* [PROBLEM TO SOLVE] Using "already" as the search string, find the matching lines below and copy them.

(Stored data)
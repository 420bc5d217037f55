// Copyright (c) 2025 Varshith Gudur. Licensed under AGPLv3.
use metrics_exporter_prometheus::{PrometheusBuilder, PrometheusHandle};
use tracing_subscriber::{layer::SubscriberExt, util::SubscriberInitExt};
use std::sync::OnceLock;

static PROM_HANDLE: OnceLock<PrometheusHandle> = OnceLock::new();

pub const EVENTS_APPENDED: &str = "trunk_events_appended_total";
pub const EVENTS_PUSHED: &str = "trunk_events_pushed_total";
pub const EVENTS_PULLED: &str = "trunk_events_pulled_total";
pub const PUSH_FAILURES: &str = "trunk_push_failures_total";
pub const PERSISTENCE_FAILURES: &str = "trunk_persistence_failures_total";
pub const SYNC_DURATION: &str = "trunk_sync_duration_seconds";
pub const PENDING_EVENTS: &str = "trunk_pending_events";

/// Initialize telemetry (logs + metrics)
pub fn init_telemetry() {
    // 1. Initialize Tracing (Logs)
    let fmt = tracing_subscriber::registry()
        .with(tracing_subscriber::EnvFilter::new(
            std::env::var("RUST_LOG").unwrap_or_else(|_| "trunk_node=debug,tower_http=debug".into()),
        ))
        .with(tracing_subscriber::fmt::layer())
        .try_init();
    if fmt.is_err() {
        tracing::debug!("tracing subscriber already installed");
    }

    // 2. Initialize Metrics (Prometheus)
    match PrometheusBuilder::new().install_recorder() {
        Ok(handle) => {
            if PROM_HANDLE.set(handle).is_err() {
                tracing::warn!("Prometheus handle already set. Telemetry re-initialized?");
            }
        }
        Err(e) => tracing::warn!("metrics recorder not installed: {}", e),
    }

    metrics::describe_counter!(EVENTS_APPENDED, "Events appended to the local log by user action or import");
    metrics::describe_counter!(EVENTS_PUSHED, "Events accepted by the remote store");
    metrics::describe_counter!(EVENTS_PULLED, "Remote events merged into the local log");
    metrics::describe_counter!(PUSH_FAILURES, "Individual event pushes that failed and stay pending");
    metrics::describe_counter!(PERSISTENCE_FAILURES, "Failed flushes of the local log to disk");
    metrics::describe_histogram!(SYNC_DURATION, "Duration of a full push + pull cycle");
    metrics::describe_gauge!(PENDING_EVENTS, "Events not yet confirmed by the remote store");

    metrics::gauge!("trunk_node_up", 1.0);
}

/// Get the Prometheus handle to render metrics
pub fn get_metrics() -> String {
    if let Some(handle) = PROM_HANDLE.get() {
        handle.render()
    } else {
        "# metrics not initialized".to_string()
    }
}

* [WORKED SOLUTION]
        tracing::debug!("tracing subscriber already installed");
                tracing::warn!("Prometheus handle already set. Telemetry re-initialized?");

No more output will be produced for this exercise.